Algorithmic Research Problems in Molecular Bioinformatics

The enormous amount of data that is provided by the genome sequencing projects around the world poses a great challenge to science, namely, to decode and interpret these data. There are different aspects to this problem, such as
. resolving the three-dimensional conformation of proteins and nucleic acids known by their sequence,
. uncovering the mechansims underlying the biological function of molecules such as proteins and nucleic acids,
. gaining insights into the role of non-coding stretches of DNA.
Advances in computing technology encourage us, to approach some of these questions with the aid of the computer. Due to the dramatic increase in computing power and, in particular, due to the newly gained graphics capabilities, we can visualize structure as well as dynamics of biopolymers on the computer screen. What is still largely missing is a set of reliable models and algorithmic methods for inferring molecular conformation on the basis of sequence knowledge and for reliably predicting the chemical interactions among macromolecules and between macromolecules and smaller ligands.
In this talk, we want to address a number of problems, whose solution requires algorithmic research as an essential ingredient. As a result, cooperation with computer scientists may be a promising approach to solving these problems. In response to this challenge, the German science ministry has started a research initiative entitled “molecular bioinformatics” that supports interdisciplinary research in this area incorporating molecular biologists and computer scientists over a period of four years.
We plan to give a general overview over a whole set of problem areas in the field of molecular bioinformatics and then focus on problems in the areas of homology-based modelling and docking.

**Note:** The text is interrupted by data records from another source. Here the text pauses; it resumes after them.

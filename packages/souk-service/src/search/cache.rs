//! Cache keys and payloads for search result pages.
//!
//! A key is the namespace plus every query field that affects the result, sorted by field name
//! and URL-encoded, so the same logical query always maps to the same key.

use serde_json::Value;

use souk_domain::{query::QuerySpec, text::NormalizedQuery};

use crate::{Error, Result, search::SearchResponse};

const CACHE_KEY_HASH_CHARS: usize = 12;

pub fn namespace_prefix(namespace: &str) -> String {
	format!("{namespace}:")
}

pub fn build_cache_key(namespace: &str, spec: &QuerySpec, query: &NormalizedQuery) -> String {
	let mut fields: Vec<(&str, String)> = Vec::new();

	if let Some(category) = non_blank(spec.category.as_deref()) {
		fields.push(("category", category.to_string()));
	}
	if let Some(condition) = spec.condition {
		fields.push(("condition", condition.as_str().to_string()));
	}

	fields.push(("limit", spec.limit.to_string()));

	if let Some(location) = non_blank(spec.location.as_deref()) {
		fields.push(("location", location.to_string()));
	}
	if let Some(max_price) = spec.max_price {
		fields.push(("max_price", max_price.to_string()));
	}
	if let Some(min_price) = spec.min_price {
		fields.push(("min_price", min_price.to_string()));
	}

	fields.push(("page", spec.page.to_string()));

	if spec.has_text() && !query.is_empty() {
		fields.push(("q", query.normalized.clone()));
	}

	fields.push(("sort", spec.sort.as_str().to_string()));

	if let Some(subcategory) = non_blank(spec.subcategory.as_deref()) {
		fields.push(("subcategory", subcategory.to_string()));
	}

	fields.sort_by(|left, right| left.0.cmp(right.0));

	let encoded = fields
		.iter()
		.map(|(name, value)| format!("{name}={}", urlencoding::encode(value)))
		.collect::<Vec<_>>()
		.join("&");

	format!("{}search?{encoded}", namespace_prefix(namespace))
}

/// Short, log-safe fingerprint of a cache key. Raw queries never reach the logs.
pub fn cache_key_hash(key: &str) -> String {
	let mut hex = blake3::hash(key.as_bytes()).to_hex().to_string();

	hex.truncate(CACHE_KEY_HASH_CHARS);

	hex
}

pub fn encode_payload(response: &SearchResponse) -> Result<Value> {
	serde_json::to_value(response).map_err(|err| Error::Storage {
		message: format!("Failed to encode cache payload: {err}"),
	})
}

pub fn decode_payload(value: Value) -> Result<SearchResponse> {
	serde_json::from_value(value)
		.map_err(|err| Error::Storage { message: format!("Invalid cache payload: {err}") })
}

pub fn payload_size(value: &Value) -> Result<usize> {
	serde_json::to_vec(value).map(|raw| raw.len()).map_err(|err| Error::Storage {
		message: format!("Failed to encode cache payload: {err}"),
	})
}

fn non_blank(value: Option<&str>) -> Option<&str> {
	value.map(str::trim).filter(|value| !value.is_empty())
}
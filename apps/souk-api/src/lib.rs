pub mod routes;
pub mod state;

use std::{net::SocketAddr, path::PathBuf};

use clap::Parser;
use color_eyre::eyre;
use tokio::net::TcpListener;
use tracing_subscriber::EnvFilter;

use crate::state::AppState;

#[derive(Debug, Parser)]
#[command(
	version = souk_cli::VERSION,
	rename_all = "kebab",
	styles = souk_cli::styles(),
)]
pub struct Args {
	#[arg(long, short = 'c', value_name = "FILE")]
	pub config: PathBuf,
}

pub async fn run(args: Args) -> color_eyre::Result<()> {
	let config = souk_config::load(&args.config)?;

	init_tracing(&config);

	let (http_addr, admin_addr) = resolve_binds(&config)?;
	let state = AppState::new(config).await?;
	let app = routes::router(state.clone());
	let admin_app = routes::admin_router(state);
	let http_listener = TcpListener::bind(http_addr).await?;

	tracing::info!(%http_addr, "HTTP server listening.");

	let http_server = axum::serve(http_listener, app);
	let admin_listener = TcpListener::bind(admin_addr).await?;

	tracing::info!(%admin_addr, "Admin server listening.");

	let admin_server = axum::serve(admin_listener, admin_app);

	tokio::try_join!(http_server, admin_server)?;

	Ok(())
}

/// Parses both bind addresses and enforces the loopback policy.
pub fn resolve_binds(config: &souk_config::Config) -> color_eyre::Result<(SocketAddr, SocketAddr)> {
	let http_addr: SocketAddr = config.service.http_bind.parse()?;
	let admin_addr: SocketAddr = config.service.admin_bind.parse()?;

	if config.security.bind_localhost_only && !http_addr.ip().is_loopback() {
		return Err(eyre::eyre!(
			"http_bind must be a loopback address when bind_localhost_only is true."
		));
	}
	if !admin_addr.ip().is_loopback() {
		return Err(eyre::eyre!("admin_bind must be a loopback address."));
	}

	Ok((http_addr, admin_addr))
}

fn init_tracing(config: &souk_config::Config) {
	let filter =
		EnvFilter::try_new(&config.service.log_level).unwrap_or_else(|_| EnvFilter::new("info"));

	tracing_subscriber::fmt().with_env_filter(filter).init();
}
//! In-memory session registry with guarded transitions

use super::{RunMode, Session, SessionEvent, SessionInfo, SessionStatus};
use crate::error::{ControlError, Result};
use crate::metrics::MetricsSnapshot;
use std::collections::HashMap;
use std::path::PathBuf;
use std::sync::Arc;
use std::time::Duration;
use tokio::sync::{watch, RwLock, RwLockReadGuard};
use tokio_util::sync::CancellationToken;
use uuid::Uuid;

/// Shared handle to one session.
///
/// The record lock is the single-writer guard for transitions; readers take
/// the read side and copy out a [`SessionInfo`], so they never see a half
/// applied update.
pub struct SessionHandle {
    id: Uuid,
    record: RwLock<Session>,
    status_tx: watch::Sender<SessionStatus>,
    stop: CancellationToken,
}

impl SessionHandle {
    fn new(session: Session) -> Self {
        let (status_tx, _) = watch::channel(session.status);
        Self {
            id: session.id,
            record: RwLock::new(session),
            status_tx,
            stop: CancellationToken::new(),
        }
    }

    pub fn id(&self) -> Uuid {
        self.id
    }

    /// Latest status without touching the record lock
    pub fn status(&self) -> SessionStatus {
        *self.status_tx.borrow()
    }

    /// Subscribe to status changes
    pub fn subscribe(&self) -> watch::Receiver<SessionStatus> {
        self.status_tx.subscribe()
    }

    /// Token cancelled when a stop is requested
    pub fn stop_token(&self) -> CancellationToken {
        self.stop.clone()
    }

    /// Read access to the record
    pub async fn read(&self) -> RwLockReadGuard<'_, Session> {
        self.record.read().await
    }

    /// Consistent snapshot of the record
    pub async fn info(&self) -> SessionInfo {
        self.record.read().await.info()
    }

    /// Apply a lifecycle event
    pub async fn apply(&self, event: SessionEvent) -> Result<SessionStatus> {
        let mut record = self.record.write().await;
        let previous = record.status;
        let next = record.apply(&event)?;
        self.publish(previous, next);
        Ok(next)
    }

    /// Move `created -> starting` and record the run mode.
    ///
    /// Only one caller can win this transition, which is what keeps a
    /// session from ever spawning two process groups.
    pub async fn begin_start(&self, mode: RunMode) -> Result<SessionStatus> {
        let mut record = self.record.write().await;
        if record.status != SessionStatus::Created {
            return Err(ControlError::InvalidTransition {
                from: record.status,
                event: SessionEvent::Start.name(),
            });
        }
        let previous = record.status;
        let next = record.apply(&SessionEvent::Start)?;
        record.mode = Some(mode);
        self.publish(previous, next);
        Ok(next)
    }

    /// Record the processes of a freshly launched group
    pub async fn mark_launched(
        &self,
        pids: Vec<u32>,
        result_files: Vec<PathBuf>,
    ) -> Result<SessionStatus> {
        let mut record = self.record.write().await;
        let previous = record.status;
        let next = record.apply(&SessionEvent::Launched)?;
        record.engine_pids = pids;
        record.result_files = result_files;
        self.publish(previous, next);
        Ok(next)
    }

    /// Request a stop.
    ///
    /// Accepted from `starting` or `running`; any other state is left alone
    /// and returned as-is. The stop token is cancelled under the record lock
    /// so the supervisor sees the intent even if it has not published a
    /// handle yet.
    pub async fn request_stop(&self) -> SessionStatus {
        let mut record = self.record.write().await;
        let previous = record.status;
        match record.apply(&SessionEvent::StopRequested) {
            Ok(next) => {
                self.stop.cancel();
                self.publish(previous, next);
                next
            }
            Err(_) => previous,
        }
    }

    /// Overwrite the latest snapshot and append it to the rolling window
    pub async fn record_metrics(&self, snapshot: MetricsSnapshot) {
        let mut record = self.record.write().await;
        record.history.push(snapshot.clone());
        record.latest_metrics = snapshot;
    }

    /// Mutate non-lifecycle fields (report status, result files)
    pub async fn update<R>(&self, f: impl FnOnce(&mut Session) -> R) -> R {
        let mut record = self.record.write().await;
        f(&mut record)
    }

    /// Wait until the session reaches a terminal state or `limit` elapses
    pub async fn wait_for_terminal(&self, limit: Duration) -> SessionStatus {
        let mut rx = self.subscribe();
        let settled = match tokio::time::timeout(limit, rx.wait_for(|s| s.is_terminal())).await {
            Ok(Ok(status)) => Some(*status),
            _ => None,
        };
        settled.unwrap_or_else(|| self.status())
    }

    fn publish(&self, previous: SessionStatus, next: SessionStatus) {
        if previous != next {
            tracing::info!(session = %self.id, from = %previous, to = %next, "Session transition");
        }
        self.status_tx.send_replace(next);
    }
}

/// Registry of all sessions, keyed by id.
///
/// Created once at process start and injected wherever it is needed.
/// Nothing is persisted; sessions live until the process exits.
pub struct SessionStore {
    sessions: RwLock<HashMap<Uuid, Arc<SessionHandle>>>,
    history_window: usize,
}

impl SessionStore {
    /// Create an empty store whose sessions keep `history_window` snapshots
    pub fn new(history_window: usize) -> Self {
        Self {
            sessions: RwLock::new(HashMap::new()),
            history_window,
        }
    }

    /// Register a new session in the `created` state
    pub async fn create_session(&self, id: Uuid, plan_path: PathBuf) -> Result<Arc<SessionHandle>> {
        let mut sessions = self.sessions.write().await;
        if sessions.contains_key(&id) {
            return Err(ControlError::Validation(format!(
                "Session '{}' already exists",
                id
            )));
        }

        let handle = Arc::new(SessionHandle::new(Session::new(
            id,
            plan_path,
            self.history_window,
        )));
        sessions.insert(id, Arc::clone(&handle));

        tracing::info!(session = %id, "Session created");
        Ok(handle)
    }

    /// Look up a session
    pub async fn get(&self, id: Uuid) -> Result<Arc<SessionHandle>> {
        self.sessions
            .read()
            .await
            .get(&id)
            .cloned()
            .ok_or(ControlError::NotFound(id))
    }

    /// Snapshot of one session
    pub async fn get_status(&self, id: Uuid) -> Result<SessionInfo> {
        Ok(self.get(id).await?.info().await)
    }

    /// Apply an event to a session
    pub async fn transition(&self, id: Uuid, event: SessionEvent) -> Result<SessionStatus> {
        self.get(id).await?.apply(event).await
    }

    /// Snapshots of every session
    pub async fn list(&self) -> Vec<SessionInfo> {
        let handles: Vec<Arc<SessionHandle>> =
            self.sessions.read().await.values().cloned().collect();

        let mut infos = Vec::with_capacity(handles.len());
        for handle in handles {
            infos.push(handle.info().await);
        }
        infos.sort_by_key(|info| info.created_at);
        infos
    }

    pub async fn len(&self) -> usize {
        self.sessions.read().await.len()
    }

    pub async fn is_empty(&self) -> bool {
        self.sessions.read().await.is_empty()
    }
}
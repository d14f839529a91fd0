//! Dashboard generation through the engine's report mode, and archiving

use crate::config::EngineConfig;
use crate::error::{ControlError, Result};
use crate::session::ReportStatus;
use std::fs::File;
use std::path::{Path, PathBuf};
use std::process::Stdio;
use tokio::process::Command;
use walkdir::WalkDir;
use zip::write::SimpleFileOptions;
use zip::{CompressionMethod, ZipWriter};

/// Invokes `<jmeter> -g <results> -o <dir>`
#[derive(Debug, Clone)]
pub struct ReportTool {
    program: PathBuf,
    working_dir: Option<PathBuf>,
}

impl ReportTool {
    pub fn new(program: impl Into<PathBuf>) -> Self {
        Self {
            program: program.into(),
            working_dir: None,
        }
    }

    pub fn from_config(config: &EngineConfig) -> Self {
        Self {
            program: config.jmeter_bin.clone(),
            working_dir: config.report_working_dir(),
        }
    }

    pub fn args(results: &Path, out_dir: &Path) -> Vec<String> {
        vec![
            "-g".to_string(),
            results.display().to_string(),
            "-o".to_string(),
            out_dir.display().to_string(),
        ]
    }

    /// Render the dashboard for `results` into a fresh `out_dir`.
    ///
    /// A tool that runs but fails yields [`ReportStatus::Error`] and leaves
    /// its captured output in `error_log`. A tool that cannot be started at
    /// all is a [`ControlError::Launch`].
    pub async fn generate(
        &self,
        results: &Path,
        out_dir: &Path,
        error_log: &Path,
    ) -> Result<ReportStatus> {
        // The engine refuses to write into a non-empty output directory
        if out_dir.exists() {
            tokio::fs::remove_dir_all(out_dir).await?;
        }
        if let Some(parent) = out_dir.parent() {
            tokio::fs::create_dir_all(parent).await?;
        }

        let mut cmd = Command::new(&self.program);
        cmd.args(Self::args(results, out_dir))
            .stdin(Stdio::null())
            .kill_on_drop(true);
        if let Some(dir) = &self.working_dir {
            cmd.current_dir(dir);
        }

        tracing::info!(results = %results.display(), out = %out_dir.display(), "Generating report");
        let output = cmd.output().await.map_err(|e| {
            ControlError::Launch(format!(
                "failed to start report tool {}: {}",
                self.program.display(),
                e
            ))
        })?;

        if output.status.success() {
            return Ok(ReportStatus::Ready);
        }

        let mut log = format!("exit status: {}\n", output.status).into_bytes();
        log.extend_from_slice(&output.stdout);
        log.extend_from_slice(&output.stderr);
        tokio::fs::write(error_log, log).await?;

        tracing::warn!(status = %output.status, log = %error_log.display(), "Report generation failed");
        Ok(ReportStatus::Error)
    }
}

/// Pack `dir` into a zip archive at `out`, entries rooted under `root_name/`
pub fn archive_dir(dir: &Path, root_name: &str, out: &Path) -> Result<()> {
    if !dir.is_dir() {
        return Err(ControlError::Io(std::io::Error::new(
            std::io::ErrorKind::NotFound,
            format!("{} is not a directory", dir.display()),
        )));
    }

    let mut writer = ZipWriter::new(File::create(out)?);
    let options = SimpleFileOptions::default().compression_method(CompressionMethod::Deflated);

    for entry in WalkDir::new(dir).sort_by_file_name() {
        let entry = entry.map_err(std::io::Error::from)?;
        let Ok(relative) = entry.path().strip_prefix(dir) else {
            continue;
        };
        if relative.as_os_str().is_empty() {
            continue;
        }

        // Zip entry names always use forward slashes
        let mut name = root_name.to_string();
        for part in relative.components() {
            name.push('/');
            name.push_str(&part.as_os_str().to_string_lossy());
        }

        if entry.file_type().is_dir() {
            writer.add_directory(name, options)?;
        } else {
            writer.start_file(name, options)?;
            std::io::copy(&mut File::open(entry.path())?, &mut writer)?;
        }
    }

    writer.finish()?;
    Ok(())
}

Eukaryotic Gene Identification Algorithms

First, a brief overview of genome informatics work at Los Alamos will be given. This will describe (1) the Los Alamos Sequence Database, (2) the AIDS Database, (3) theoretical design for genome mapping, (4) map assembly tools and methods, (5) a shotgun sequencing assembly algorithm, (6) studies in the evolution of repeats, (7) work on genome organization and estimation of genome coding density, and (8) gene identification methods.
Second, more technical depth will be given on one topic, that of gene identification. The state of the art (worldwide) will be described for the problem of computationally identifying genes in eukaryotic DNA. The component techniques used in gene identification algorithms (measurement of statistical regularities, identification of transcription and translation signals, and matching to overall gene syntax) will be described, then the synergy that results when different component techniques are combined, and finally the integrated algorithms of (1) Fields and Soderlund, (2) Guigo' et al., (3) Gelfand, and (4) Snyder and Stormo.
Although it is impossible to describe in detail all currently available tools, enough of the leading tools will be described to give a clear understanding of what capabilities are now available. In addition, since no existing tool combines all of the best available techniques, techniques will be reviewed in a more abstract sense, with the goal of clarifying where current algorithms are being improved, and how much performance is likely to progress in the near future.